Sembrava un vicolo cieco. Ma a quel punto sono

intervenuti i cittadini. In migliaia si sono uniti a Torfason

occupando la piazza Austurvöllur di Reykjavik nel

gennaio del 2009. La protesta è proseguita per giorni,

portando allo scioglimento del parlamento e a nuove

elezioni. Il partito al governo è crollato e un’alleanza di

socialisti e rosso-verdi guidata da Jóhanna Sigurðardóttir

è arrivata al potere. Le tre banche principali sono

state nazionalizzate e ristrutturate. I risparmi dei cittadini

sono stati protetti dal governo. Ma la decisione su

cosa fare con i debiti contratti con gli investimenti speculativi

degli stranieri è stata sottoposta a referendum.

Il 93 per cento degli islandesi ha votato no alla restituzione

di 5,9 miliardi di dollari a investitori inglesi e

olandesi. I soliti economisti avevano previsto una catastrofe.

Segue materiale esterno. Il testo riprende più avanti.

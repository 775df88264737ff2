//! Rule-generated narrative: cautious hypotheses, suggestions and a small
//! explainability subset of the features.
//!
//! Rules are independent `(predicate, message)` pairs evaluated in table
//! order. Every rule is checked; a firing rule never suppresses a later one.

use crate::features::{Feature, names};
use crate::scoring::{Scores, Signal, round_to};
use serde::{Deserialize, Serialize};

pub const DISCLAIMER: &str = "This report is a self-reflection aid, not a diagnosis. If you suspect a clinical condition, consult a qualified professional.";

/// Features surfaced in the explainability list, by name
pub const EXPLAINABILITY_FEATURES: [&str; 6] = [
    names::INTENSIFIER_RATE,
    names::TECHNICAL_RATE,
    names::CREATIVE_RATE,
    names::SURVEY_FOCUS,
    names::SURVEY_STRUCTURE,
    names::SURVEY_NOVELTY,
];

#[derive(Debug, Clone, Copy, PartialEq, Eq, Serialize, Deserialize)]
#[serde(rename_all = "snake_case")]
pub enum Comparison {
    /// `value >= threshold`
    AtLeast,
    /// `value > threshold`
    Above,
    /// `value < threshold`
    Below,
    /// `value <= threshold`
    AtMost,
}

impl Comparison {
    pub fn holds(self, value: f64, threshold: f64) -> bool {
        match self {
            Comparison::AtLeast => value >= threshold,
            Comparison::Above => value > threshold,
            Comparison::Below => value < threshold,
            Comparison::AtMost => value <= threshold,
        }
    }
}

/// One threshold rule over a single score
#[derive(Debug, Clone, PartialEq, Serialize, Deserialize)]
pub struct NarrativeRule {
    pub signal: Signal,
    pub comparison: Comparison,
    pub threshold: f64,
    pub message: String,
}

impl NarrativeRule {
    pub fn new(signal: Signal, comparison: Comparison, threshold: f64, message: &str) -> Self {
        Self {
            signal,
            comparison,
            threshold,
            message: message.to_string(),
        }
    }

    pub fn fires(&self, scores: &Scores) -> bool {
        self.comparison.holds(scores.get(self.signal), self.threshold)
    }
}

/// The ordered rule tables behind a narrative
#[derive(Debug, Clone, PartialEq, Serialize, Deserialize)]
#[serde(default)]
pub struct NarrativeRules {
    /// Emitted alone when no hypothesis rule fires
    pub fallback_hypothesis: String,
    /// Always emitted, before any conditional suggestion
    pub baseline_suggestions: Vec<String>,
    pub hypotheses: Vec<NarrativeRule>,
    pub suggestions: Vec<NarrativeRule>,
}

impl Default for NarrativeRules {
    fn default() -> Self {
        use Comparison::{Above, AtLeast, Below};
        Self {
            hypotheses: vec![
                NarrativeRule::new(
                    Signal::Openness,
                    AtLeast,
                    65.0,
                    "High novelty/idea-connection tendency; you likely enjoy remixing concepts across domains.",
                ),
                NarrativeRule::new(
                    Signal::SystemsThinking,
                    AtLeast,
                    65.0,
                    "Strong systems orientation; you may prefer end-to-end plans and dislike vague placeholders.",
                ),
                NarrativeRule::new(
                    Signal::Intensity,
                    AtLeast,
                    65.0,
                    "High intensity signal; your engagement often runs 'all in' when something matters.",
                ),
                NarrativeRule::new(
                    Signal::Conscientiousness,
                    AtLeast,
                    65.0,
                    "Preference for structure and execution; checklists and automation may feel soothing.",
                ),
                NarrativeRule::new(
                    Signal::Neuroticism,
                    AtLeast,
                    65.0,
                    "Higher sensitivity signal; sensory overload or stress spikes may be more likely under chaos.",
                ),
            ],
            fallback_hypothesis: "Mixed/balanced profile; you may flex styles depending on context."
                .to_string(),
            baseline_suggestions: vec![
                "Use a two-pass workflow: (1) wild ideation, (2) ruthless reduction into a minimal shippable unit.".to_string(),
                "If you feel overwhelmed, reduce inputs: dim light, fewer tabs, single-task timers, simple ambient audio.".to_string(),
                "When communicating, state: goal → constraints → definition of done. It lowers friction dramatically.".to_string(),
            ],
            suggestions: vec![
                NarrativeRule::new(
                    Signal::AmbiguityTolerance,
                    Below,
                    45.0,
                    "Ambiguity may feel costly—ask for concrete examples, timelines, and acceptance criteria.",
                ),
                NarrativeRule::new(
                    Signal::Agreeableness,
                    Below,
                    45.0,
                    "Directness can be a superpower; add a 1-line 'warm wrapper' to reduce misreads.",
                ),
                NarrativeRule::new(
                    Signal::Extraversion,
                    Above,
                    60.0,
                    "You may ideate best out loud—voice notes or co-working can amplify output.",
                ),
            ],
        }
    }
}

/// A feature re-expressed for display, value rounded to 2 decimals
#[derive(Debug, Clone, PartialEq, Serialize, Deserialize)]
pub struct Explanation {
    pub feature: String,
    pub value: f64,
    pub note: String,
}

#[derive(Debug, Clone, PartialEq, Serialize, Deserialize)]
pub struct Narrative {
    pub hypotheses: Vec<String>,
    pub suggestions: Vec<String>,
    pub explainability: Vec<Explanation>,
    pub disclaimer: String,
}

fn fired_messages<'a>(
    rules: &'a [NarrativeRule],
    scores: &'a Scores,
) -> impl Iterator<Item = String> + 'a {
    rules.iter().filter(move |r| r.fires(scores)).map(|r| {
        tracing::trace!(signal = r.signal.as_str(), "narrative rule fired");
        r.message.clone()
    })
}

/// Allow-listed features in extraction order
pub fn explainability(features: &[Feature]) -> Vec<Explanation> {
    features
        .iter()
        .filter(|f| EXPLAINABILITY_FEATURES.contains(&f.name.as_str()))
        .map(|f| Explanation {
            feature: f.name.clone(),
            value: round_to(f.value, 2),
            note: f.note.clone(),
        })
        .collect()
}

/// Generate the narrative with the built-in rule tables
pub fn generate_narrative(scores: &Scores, features: &[Feature]) -> Narrative {
    generate_narrative_with(scores, features, &crate::tables::DEFAULT_TABLES.narrative)
}

pub fn generate_narrative_with(
    scores: &Scores,
    features: &[Feature],
    rules: &NarrativeRules,
) -> Narrative {
    let mut hypotheses: Vec<String> = fired_messages(&rules.hypotheses, scores).collect();
    if hypotheses.is_empty() {
        hypotheses.push(rules.fallback_hypothesis.clone());
    }

    let suggestions: Vec<String> = rules
        .baseline_suggestions
        .iter()
        .cloned()
        .chain(fired_messages(&rules.suggestions, scores))
        .collect();

    Narrative {
        hypotheses,
        suggestions,
        explainability: explainability(features),
        disclaimer: DISCLAIMER.to_string(),
    }
}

Non è successo nulla di tutto

questo. La svalutazione della corona

islandese del 40 per cento (una manovra

che la Grecia non può fare) ha stimolato

le esportazioni di pesca e alluminio, ha

reso più economico il turismo e ha limitato

le importazioni. La disoccupazione

è scesa al 6,7 per cento. Il governo ha

adottato misure di austerità ma la spesa

sociale non è diminuita, perché non si

sono dilapidati soldi per ricapitalizzare

le banche. Tutta l’economia si è ridimensionata

tornando alle sue proporzioni

reali e le persone hanno un lavoro e dei risparmi sicuri,

pagano meno per la casa e non si indebitano perché

nessuno gli presta dei soldi.

La nuova costituzione è stata scritta con la partecipazione

dei cittadini. Nel novembre del 2010 è stato

creato un comitato di 25 cittadini che supervisionerà il

processo costituzionale. Le riunioni del comitato sono

state trasmesse in streaming su Facebook. Nel 2011,

usando i social network, migliaia di persone hanno

presentato le loro proposte. Sono stati estratti a sorte

950 cittadini per discutere gli aspetti principali della

costituzione e informare in tempo reale della discussione

su Twitter. A luglio è stata approvata una bozza,

che sarà sottoposta a referendum.

Molti non credono che la soluzione islandese sia

applicabile ad altri contesti. Meno che mai la possibilità

di non pagare il debito estero, a causa della reazione

punitiva che potrebbero avere i mercati finanziari. Eppure

tutti sanno che il debito greco è insolvibile. Il salvataggio

greco consiste nel decidere come spartire

quel debito tra i cittadini greci (perdendo stipendi e

pensioni), i cittadini europei (che finanziano la Bce e il

fondo di stabilità dell’Unione) e le banche creditrici. È

un default, in Grecia come in Islanda. In un caso avviene

tutto sotto il controllo dei cittadini, nell’altro è tutto

nelle mani di governi e banche, che se la vedranno tra

loro per decidere chi paga cosa. Quello che nessuno

dice è che alla fine la soluzione greca è uguale alla

 soluzione islandese, ma senza trasparenza.